My model outputs a tensor of shape (depth, width, length) and its last activation is an element wise Sigmoid.

My target contains either 0 or 1 and has also shape (depth, width, length).

I am currently computing the loss with the default reduction “mean” and I backpropagate this.

The mean loss decreases as expected however my model predicts for all pixels probabilities that are lower than 0.5 so all the elements equal to 1 are wrongly classified.

I think that this is mainly due to the fact that the 1s are rare in the tensor.

Should I change loss? In particular I was wondering if I should use reduction=none? If yes how can I backpropagate this elementwise loss?

As an aside, you will have better numerical stability if you use BCEWithLogitsLoss and remove the final Sigmoid layer.

Consider using the pos_weight argument passed to the constructor
of BCEWithLogitsLoss to compensate for the rarity of “1” pixels.

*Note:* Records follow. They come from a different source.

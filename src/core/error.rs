use serde::{Deserialize, Serialize};
use thiserror::Error;

use super::document_type::{DocumentCategory, DocumentType};
use super::period::Period;
use super::types::{CompanyId, DeclarationId, DeclarationStatus, EntryId};

/// Errors that abort a ledger or declaration operation.
///
/// Business-rule findings on a declaration are not errors: they come back as
/// a `Vec<Violation>` from the validation functions. `ValidationFailed` only
/// appears when a caller opts into strict handling.
#[derive(Debug, Error)]
#[non_exhaustive]
pub enum DeclarationError {
    /// No company is registered under this UIC.
    #[error("company with UIC {uic} not found")]
    CompanyNotFound { uic: String },

    /// No company with this internal id.
    #[error("company {id} not found")]
    CompanyIdNotFound { id: CompanyId },

    #[error("declaration {id} not found")]
    DeclarationNotFound { id: DeclarationId },

    #[error("ledger entry {id} not found")]
    EntryNotFound { id: EntryId },

    /// Period is not a 6-digit YYYYMM value within the supported range.
    #[error("invalid period '{value}': {reason}")]
    InvalidPeriod { value: String, reason: String },

    /// A declaration already exists for this company and period.
    #[error("declaration for company {company}, period {period} already exists")]
    DuplicateDeclaration { company: CompanyId, period: Period },

    #[error("unknown {category} document type code {code}")]
    UnknownDocumentType { category: DocumentCategory, code: u8 },

    /// Field number outside the declaration schema.
    #[error("field {field} is not part of {range}")]
    UnknownField { field: u8, range: &'static str },

    /// The document type contract requires auxiliary data that is missing.
    #[error("document type {document_type}: {}", join(.violations))]
    RequiredFieldMissing {
        document_type: DocumentType,
        violations: Vec<ValidationError>,
    },

    /// An amount has a sign the schema does not allow.
    #[error("[{rule}] invalid amount on {document_type} entry, {field}: {reason}")]
    InvalidAmount {
        document_type: DocumentType,
        field: String,
        rule: String,
        reason: String,
    },

    #[error("document type {document_type} is not in effect for period {period}")]
    DocumentTypeNotEffective {
        document_type: DocumentType,
        period: Period,
    },

    /// Submission requested for a declaration outside DRAFT/CALCULATED.
    #[error("declaration {id} is already {status}; only DRAFT or CALCULATED can be submitted")]
    AlreadySubmitted {
        id: DeclarationId,
        status: DeclarationStatus,
    },

    #[error("declaration {id} is {status}; only SUBMITTED declarations can be reverted")]
    NotSubmitted {
        id: DeclarationId,
        status: DeclarationStatus,
    },

    #[error("declaration {id} is {status}; only DRAFT declarations can be deleted")]
    CannotDeleteNonDraft {
        id: DeclarationId,
        status: DeclarationStatus,
    },

    /// Lifecycle operations need a stored declaration with an id.
    #[error("declaration must be stored before '{operation}'")]
    NotPersisted { operation: &'static str },

    /// Any other lifecycle rule violation.
    #[error("illegal transition '{operation}' for declaration {} in status {from}", describe(.id))]
    IllegalTransition {
        id: Option<DeclarationId>,
        operation: &'static str,
        from: DeclarationStatus,
    },

    /// Strict mode turned advisory findings into a hard failure.
    #[error("validation failed: {}", join(.0))]
    ValidationFailed(Vec<ValidationError>),

    /// The storage collaborator failed for a reason other than a uniqueness conflict.
    #[error("store error: {0}")]
    Store(String),
}

fn describe(id: &Option<DeclarationId>) -> String {
    id.map_or_else(|| "(not stored)".to_string(), |id| id.to_string())
}

fn join(violations: &[ValidationError]) -> String {
    violations
        .iter()
        .map(ToString::to_string)
        .collect::<Vec<_>>()
        .join("; ")
}

/// How much weight a finding carries.
#[derive(Debug, Clone, Copy, PartialEq, Eq, Hash, PartialOrd, Ord, Serialize, Deserialize)]
pub enum Severity {
    /// The rule is broken.
    Error,
    /// Advisory only.
    Warning,
    /// The rule applies but the engine has no data to check it; a human must.
    Unverified,
}

impl std::fmt::Display for Severity {
    fn fmt(&self, f: &mut std::fmt::Formatter<'_>) -> std::fmt::Result {
        f.write_str(match self {
            Self::Error => "error",
            Self::Warning => "warning",
            Self::Unverified => "unverified",
        })
    }
}

/// A single validation finding with field path, message and rule.
#[derive(Debug, Clone, PartialEq, Eq, Serialize, Deserialize)]
pub struct ValidationError {
    /// Field the finding refers to (e.g. "customs_document_ref", "field_70").
    pub field: String,
    /// Human-readable description.
    pub message: String,
    /// Rule identifier (e.g. "PD-02", "DC-01").
    pub rule: Option<String>,
    pub severity: Severity,
}

/// Alias used throughout the declaration engine.
pub type Violation = ValidationError;

impl std::fmt::Display for ValidationError {
    fn fmt(&self, f: &mut std::fmt::Formatter<'_>) -> std::fmt::Result {
        if let Some(rule) = &self.rule {
            write!(f, "[{}] {}: {}", rule, self.field, self.message)
        } else {
            write!(f, "{}: {}", self.field, self.message)
        }
    }
}

impl ValidationError {
    /// Create an error-severity finding without a rule ID.
    pub fn new(field: impl Into<String>, message: impl Into<String>) -> Self {
        Self {
            field: field.into(),
            message: message.into(),
            rule: None,
            severity: Severity::Error,
        }
    }

    /// Create an error-severity finding with a rule ID.
    pub fn with_rule(
        field: impl Into<String>,
        message: impl Into<String>,
        rule: impl Into<String>,
    ) -> Self {
        Self {
            field: field.into(),
            message: message.into(),
            rule: Some(rule.into()),
            severity: Severity::Error,
        }
    }

    /// Downgrade to a warning.
    pub fn warning(mut self) -> Self {
        self.severity = Severity::Warning;
        self
    }

    /// Mark as a condition that applies but could not be checked.
    pub fn unverified(mut self) -> Self {
        self.severity = Severity::Unverified;
        self
    }

    pub fn is_error(&self) -> bool {
        self.severity == Severity::Error
    }
}
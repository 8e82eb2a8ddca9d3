//! EU member state codes for cross-border document types.
//!
//! ISO 3166-1 alpha-2, plus `EL`, the prefix Greece uses on VAT numbers.

/// Country code of the declaring entity's own tax jurisdiction.
pub const DOMESTIC_COUNTRY: &str = "BG";

/// Check whether `code` is an EU member state.
pub fn is_eu_member(code: &str) -> bool {
    EU_MEMBER_STATES.binary_search(&code).is_ok()
}

/// Check whether `code` is an EU member state other than `domestic`.
pub fn is_foreign_eu_member(code: &str, domestic: &str) -> bool {
    is_eu_member(code) && !code.eq_ignore_ascii_case(domestic)
}

/// Sorted for binary search.
static EU_MEMBER_STATES: &[&str] = &[
    "AT", "BE", "BG", "CY", "CZ", "DE", "DK", "EE", "EL", "ES", "FI", "FR", "GR", "HR", "HU", "IE",
    "IT", "LT", "LU", "LV", "MT", "NL", "PL", "PT", "RO", "SE", "SI", "SK",
];
/// Required auxiliary data for the entry's purchase document type.
pub fn purchase_required_fields(entry: &PurchaseEntry) -> Vec<ValidationError> {
    let document_type = DocumentType::Purchase(entry.document_type);
    let rule = format!("PD-{:02}", document_type.code());
    let code = document_type.code();
    let mut errors = Vec::new();

    for field in document_type.rule().required_fields {
        let message = match field {
            AuxField::CustomsDocumentRef if is_blank(&entry.customs_document_ref) => {
                Some(format!("customs document reference is required for type {code:02}"))
            }
            AuxField::Article15aType => match entry.article_15a_type {
                None => Some(format!("Article 15a type is required for type {code:02}")),
                Some(t) if !(1..=4).contains(&t) => {
                    Some(format!("Article 15a type must be between 1 and 4, got {t}"))
                }
                Some(_) => None,
            },
            AuxField::AggregatePeriodFrom if entry.aggregate_period_from.is_none() => Some(
                format!("aggregate period start is required for type {code:02}"),
            ),
            AuxField::AggregatePeriodTo if entry.aggregate_period_to.is_none() => Some(format!(
                "aggregate period end is required for type {code:02}"
            )),
            AuxField::TriangularOperationType => match entry.triangular_operation_type {
                None => Some(format!(
                    "triangular operation type is required for type {code:02}"
                )),
                Some(t) if !(11..=13).contains(&t) => Some(format!(
                    "triangular operation type must be between 11 and 13, got {t}"
                )),
                Some(_) => None,
            },
            AuxField::ApplicationReference if is_blank(&entry.application_reference) => Some(
                format!("application reference is required for VAT application type {code:02}"),
            ),
            _ => None,
        };
        if let Some(message) = message {
            errors.push(ValidationError::with_rule(field.name(), message, rule.clone()));
        }
    }

    if let Some(t) = entry.vat_application_type {
        let message = if !(91..=94).contains(&t) {
            Some(format!("VAT application type must be between 91 and 94, got {t}"))
        } else if !entry.document_type.is_vat_application() {
            Some(format!("VAT application type {t} does not apply to type {code:02}"))
        } else if t != code {
            Some(format!("VAT application type {t} does not match type {code:02}"))
        } else {
            None
        };
        if let Some(message) = message {
            errors.push(ValidationError::with_rule("vat_application_type", message, rule.clone()));
        }
    }

    if let (Some(from), Some(to)) = (entry.aggregate_period_from, entry.aggregate_period_to) {
        if from > to {
            errors.push(ValidationError::with_rule(
                "aggregate_period_to",
                format!("aggregate period range {from}..{to} ends before it starts"),
                rule,
            ));
        }
    }

    errors
}
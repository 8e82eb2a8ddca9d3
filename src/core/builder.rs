use chrono::NaiveDate;
use rust_decimal::Decimal;

use super::config::EngineConfig;
use super::document_type::{DocumentCategory, DocumentType, PurchaseDocumentType, SalesDocumentType};
use super::error::{DeclarationError, ValidationError};
use super::period::Period;
use super::types::*;
use super::validation;

/// A freshly built ledger entry plus the advisory findings it was accepted with.
#[derive(Debug, Clone, PartialEq)]
pub struct EntryOutcome<T> {
    pub entry: T,
    /// Warnings only; anything error-level fails the build.
    pub warnings: Vec<ValidationError>,
}

impl<T> EntryOutcome<T> {
    pub fn into_entry(self) -> T {
        self.entry
    }
}

/// Builder for purchase ledger entries with creation-time validation.
///
/// ```
/// use dds::core::*;
/// use rust_decimal_macros::dec;
///
/// let period = Period::parse("202403").unwrap();
/// let outcome = PurchaseEntryBuilder::new(CompanyId(1), period, PurchaseDocumentType::Customs)
///     .amounts(dec!(1000), dec!(200))
///     .customs_document_ref("24BG005800M0012345")
///     .build()
///     .unwrap();
/// assert_eq!(outcome.entry.deductible_vat(), dec!(200));
///
/// let err = PurchaseEntryBuilder::new(CompanyId(1), period, PurchaseDocumentType::Customs)
///     .amounts(dec!(1000), dec!(200))
///     .build()
///     .unwrap_err();
/// assert!(matches!(err, DeclarationError::RequiredFieldMissing { .. }));
/// ```
#[derive(Debug, Clone)]
pub struct PurchaseEntryBuilder {
    entry: PurchaseEntry,
    total_set: bool,
}

impl PurchaseEntryBuilder {
    pub fn new(company_id: CompanyId, period: Period, document_type: PurchaseDocumentType) -> Self {
        Self {
            entry: PurchaseEntry {
                id: None,
                company_id,
                period,
                document_type,
                document_number: None,
                document_date: None,
                supplier_name: None,
                supplier_vat: None,
                supplier_country: None,
                tax_base: Decimal::ZERO,
                vat_amount: Decimal::ZERO,
                total_amount: Decimal::ZERO,
                credit_tax_base: Decimal::ZERO,
                credit_vat: Decimal::ZERO,
                customs_document_ref: None,
                customs_office: None,
                article_15a_type: None,
                aggregate_period_from: None,
                aggregate_period_to: None,
                tax_credit_excluded: document_type == PurchaseDocumentType::NoTaxCredit,
                exclusion_reason: None,
                triangular_operation_type: None,
                intermediary_vat: None,
                final_customer_vat: None,
                vat_application_type: None,
                application_reference: None,
                vies_validated: false,
                vies_company_name: None,
                notes: None,
            },
            total_set: false,
        }
    }

    /// Start from a raw document type code, failing on codes outside the registry.
    pub fn from_code(company_id: CompanyId, period: Period, code: u8) -> Result<Self, DeclarationError> {
        PurchaseDocumentType::from_code(code)
            .map(|t| Self::new(company_id, period, t))
            .ok_or(DeclarationError::UnknownDocumentType {
                category: DocumentCategory::Purchase,
                code,
            })
    }

    pub fn document(mut self, number: impl Into<String>, date: NaiveDate) -> Self {
        self.entry.document_number = Some(number.into());
        self.entry.document_date = Some(date);
        self
    }

    pub fn supplier(mut self, name: impl Into<String>, vat: impl Into<String>) -> Self {
        self.entry.supplier_name = Some(name.into());
        self.entry.supplier_vat = Some(vat.into());
        self
    }

    pub fn supplier_country(mut self, code: impl Into<String>) -> Self {
        self.entry.supplier_country = Some(code.into());
        self
    }

    /// Tax base and VAT; the total defaults to their sum.
    pub fn amounts(mut self, tax_base: Decimal, vat_amount: Decimal) -> Self {
        self.entry.tax_base = tax_base;
        self.entry.vat_amount = vat_amount;
        self
    }

    pub fn total_amount(mut self, total: Decimal) -> Self {
        self.entry.total_amount = total;
        self.total_set = true;
        self
    }

    /// Credit adjustments; both must be non-positive.
    pub fn credit(mut self, credit_tax_base: Decimal, credit_vat: Decimal) -> Self {
        self.entry.credit_tax_base = credit_tax_base;
        self.entry.credit_vat = credit_vat;
        self
    }

    pub fn customs_document_ref(mut self, reference: impl Into<String>) -> Self {
        self.entry.customs_document_ref = Some(reference.into());
        self
    }

    pub fn customs_office(mut self, office: impl Into<String>) -> Self {
        self.entry.customs_office = Some(office.into());
        self
    }

    pub fn article_15a_type(mut self, kind: u8) -> Self {
        self.entry.article_15a_type = Some(kind);
        self
    }

    pub fn aggregate_period(mut self, from: Period, to: Period) -> Self {
        self.entry.aggregate_period_from = Some(from);
        self.entry.aggregate_period_to = Some(to);
        self
    }

    /// Exclude the entry from deductible VAT.
    pub fn exclude_tax_credit(mut self, reason: impl Into<String>) -> Self {
        self.entry.tax_credit_excluded = true;
        self.entry.exclusion_reason = Some(reason.into());
        self
    }

    pub fn triangular_operation_type(mut self, kind: u8) -> Self {
        self.entry.triangular_operation_type = Some(kind);
        self
    }

    pub fn intermediary_vat(mut self, vat: impl Into<String>) -> Self {
        self.entry.intermediary_vat = Some(vat.into());
        self
    }

    pub fn final_customer_vat(mut self, vat: impl Into<String>) -> Self {
        self.entry.final_customer_vat = Some(vat.into());
        self
    }

    /// VAT application type code (91–94). Defaults to the document type code
    /// for VAT application entries.
    pub fn vat_application_type(mut self, code: u8) -> Self {
        self.entry.vat_application_type = Some(code);
        self
    }

    pub fn application_reference(mut self, reference: impl Into<String>) -> Self {
        self.entry.application_reference = Some(reference.into());
        self
    }

    /// Result of an external registry lookup made by the caller.
    pub fn vies(mut self, validated: bool, company_name: Option<String>) -> Self {
        self.entry.vies_validated = validated;
        self.entry.vies_company_name = company_name;
        self
    }

    pub fn notes(mut self, notes: impl Into<String>) -> Self {
        self.entry.notes = Some(notes.into());
        self
    }

    /// Build with the default [`EngineConfig`].
    pub fn build(self) -> Result<EntryOutcome<PurchaseEntry>, DeclarationError> {
        self.build_with(&EngineConfig::default())
    }

    /// Build and run creation-time validation.
    ///
    /// Fails on an out-of-effect document type, forbidden amount signs or
    /// missing required auxiliary data. Arithmetic and VAT format findings
    /// are returned as warnings unless `config.strict_arithmetic` is set.
    pub fn build_with(self, config: &EngineConfig) -> Result<EntryOutcome<PurchaseEntry>, DeclarationError> {
        let entry = self.build_unchecked();
        let document_type = DocumentType::Purchase(entry.document_type);

        check_effective(document_type, entry.period)?;
        check_amounts(document_type, validation::purchase_amount_signs(&entry))?;

        let missing = validation::purchase_required_fields(&entry);
        if !missing.is_empty() {
            return Err(DeclarationError::RequiredFieldMissing {
                document_type,
                violations: missing,
            });
        }

        let warnings: Vec<_> = validation::validate_purchase_entry(&entry, config)
            .into_iter()
            .filter(|v| !v.is_error())
            .collect();
        finish(entry, warnings, document_type, config)
    }

    /// Assemble the entry without validation, e.g. when loading stored records.
    pub fn build_unchecked(mut self) -> PurchaseEntry {
        if self.entry.document_type == PurchaseDocumentType::NoTaxCredit {
            self.entry.tax_credit_excluded = true;
        }
        if self.entry.document_type.is_vat_application() && self.entry.vat_application_type.is_none() {
            self.entry.vat_application_type = Some(self.entry.document_type.code());
        }
        if !self.total_set {
            self.entry.total_amount = self.entry.tax_base + self.entry.vat_amount;
        }
        self.entry
    }
}
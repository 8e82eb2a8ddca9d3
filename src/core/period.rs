use std::fmt;
use std::str::FromStr;

use chrono::{Datelike, Days, NaiveDate, Weekday};
use serde::{Deserialize, Serialize};

use super::error::DeclarationError;

/// Earliest year accepted in a period.
pub const MIN_YEAR: i32 = 2000;
/// Latest year accepted in a period.
pub const MAX_YEAR: i32 = 2030;
/// Day of the following month on which payment falls due.
pub const PAYMENT_DAY: u32 = 14;

/// A declaration period: one calendar month, written `YYYYMM`.
///
/// ```
/// use dds::core::Period;
///
/// let p: Period = "202103".parse().unwrap();
/// assert_eq!(p.year(), 2021);
/// assert_eq!(p.month(), 3);
/// assert_eq!(p.to_string(), "202103");
/// ```
#[derive(Debug, Clone, Copy, PartialEq, Eq, Hash, PartialOrd, Ord, Serialize, Deserialize)]
#[serde(try_from = "String", into = "String")]
pub struct Period {
    pub(crate) year: i32,
    pub(crate) month: u32,
}

impl Period {
    /// Create a period, rejecting months outside 1–12 and years outside
    /// [`MIN_YEAR`]–[`MAX_YEAR`].
    pub fn new(year: i32, month: u32) -> Result<Self, DeclarationError> {
        let invalid = |reason: String| DeclarationError::InvalidPeriod {
            value: format!("{year:04}{month:02}"),
            reason,
        };
        if !(MIN_YEAR..=MAX_YEAR).contains(&year) {
            return Err(invalid(format!(
                "year {year} outside {MIN_YEAR}..={MAX_YEAR}"
            )));
        }
        if !(1..=12).contains(&month) {
            return Err(invalid(format!("month {month} outside 1..=12")));
        }
        Ok(Self { year, month })
    }

    /// Parse a `YYYYMM` string. Out-of-range values are errors, never clamped.
    pub fn parse(value: &str) -> Result<Self, DeclarationError> {
        if value.len() != 6 || !value.bytes().all(|b| b.is_ascii_digit()) {
            return Err(DeclarationError::InvalidPeriod {
                value: value.to_string(),
                reason: "expected 6 digits in YYYYMM format".into(),
            });
        }
        let year: i32 = value[..4].parse().map_err(|_| DeclarationError::InvalidPeriod {
            value: value.to_string(),
            reason: "year is not numeric".into(),
        })?;
        let month: u32 = value[4..].parse().map_err(|_| DeclarationError::InvalidPeriod {
            value: value.to_string(),
            reason: "month is not numeric".into(),
        })?;
        Self::new(year, month)
    }

    pub fn year(&self) -> i32 {
        self.year
    }

    pub fn month(&self) -> u32 {
        self.month
    }

    /// The month after this one, rolling the year after December.
    ///
    /// Not range-checked: the month after `203012` is still representable.
    pub fn next(&self) -> Period {
        if self.month == 12 {
            Period {
                year: self.year + 1,
                month: 1,
            }
        } else {
            Period {
                year: self.year,
                month: self.month + 1,
            }
        }
    }

    /// First calendar day of the period.
    pub fn first_day(&self) -> NaiveDate {
        self.day(1)
    }

    /// Last calendar day of the period.
    pub fn last_day(&self) -> NaiveDate {
        self.next().first_day().pred_opt().unwrap_or(self.first_day())
    }

    /// Whether `date` falls within this month.
    pub fn contains(&self, date: NaiveDate) -> bool {
        date.year() == self.year && date.month() == self.month
    }

    /// The period a date belongs to, if its year is in range.
    pub fn of(date: NaiveDate) -> Result<Self, DeclarationError> {
        Self::new(date.year(), date.month())
    }

    /// Payment deadline: the 14th of the following month, moved to Monday when
    /// it falls on a weekend.
    ///
    /// ```
    /// use chrono::NaiveDate;
    /// use dds::core::Period;
    ///
    /// let p = Period::parse("202103").unwrap();
    /// assert_eq!(p.payment_deadline(), NaiveDate::from_ymd_opt(2021, 4, 14).unwrap());
    /// ```
    pub fn payment_deadline(&self) -> NaiveDate {
        next_weekday(self.next().day(PAYMENT_DAY))
    }

    // `month` is always 1..=12 and `day` is at most 14, so the fallback is never taken.
    fn day(&self, day: u32) -> NaiveDate {
        NaiveDate::from_ymd_opt(self.year, self.month, day).unwrap_or(NaiveDate::MIN)
    }
}

/// Shift Saturday and Sunday forward to the following Monday.
pub fn next_weekday(date: NaiveDate) -> NaiveDate {
    let shift = match date.weekday() {
        Weekday::Sat => 2,
        Weekday::Sun => 1,
        _ => 0,
    };
    date.checked_add_days(Days::new(shift)).unwrap_or(date)
}

/// Payment deadline for a `YYYYMM` period string.
pub fn payment_deadline(period: &str) -> Result<NaiveDate, DeclarationError> {
    Ok(Period::parse(period)?.payment_deadline())
}

/// Count weekdays from `from` (inclusive) up to `deadline` (exclusive).
/// Zero when the deadline is not in the future.
pub fn business_days_until(from: NaiveDate, deadline: NaiveDate) -> u32 {
    from.iter_days()
        .take_while(|d| *d < deadline)
        .filter(|d| !matches!(d.weekday(), Weekday::Sat | Weekday::Sun))
        .count() as u32
}

impl fmt::Display for Period {
    fn fmt(&self, f: &mut fmt::Formatter<'_>) -> fmt::Result {
        write!(f, "{:04}{:02}", self.year, self.month)
    }
}

impl FromStr for Period {
    type Err = DeclarationError;

    fn from_str(s: &str) -> Result<Self, Self::Err> {
        Self::parse(s)
    }
}

impl TryFrom<String> for Period {
    type Error = DeclarationError;

    fn try_from(value: String) -> Result<Self, Self::Error> {
        Self::parse(&value)
    }
}

impl From<Period> for String {
    fn from(p: Period) -> Self {
        p.to_string()
    }
}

A typical value for pos_weight to reweight the rare values would be approx_number_of_1_pixels / approx_number_of_0_pixels.

(The value for pos_weight does not need to be especially precise.)

Note: You don’t need to use 0.5 as the threshold to convert predicted
probabilities (or 0.0 to threshold logits) to 0/1 values. You can lower
the threshold to predict more 1s (but using pos_weight is likely to be
the better approach).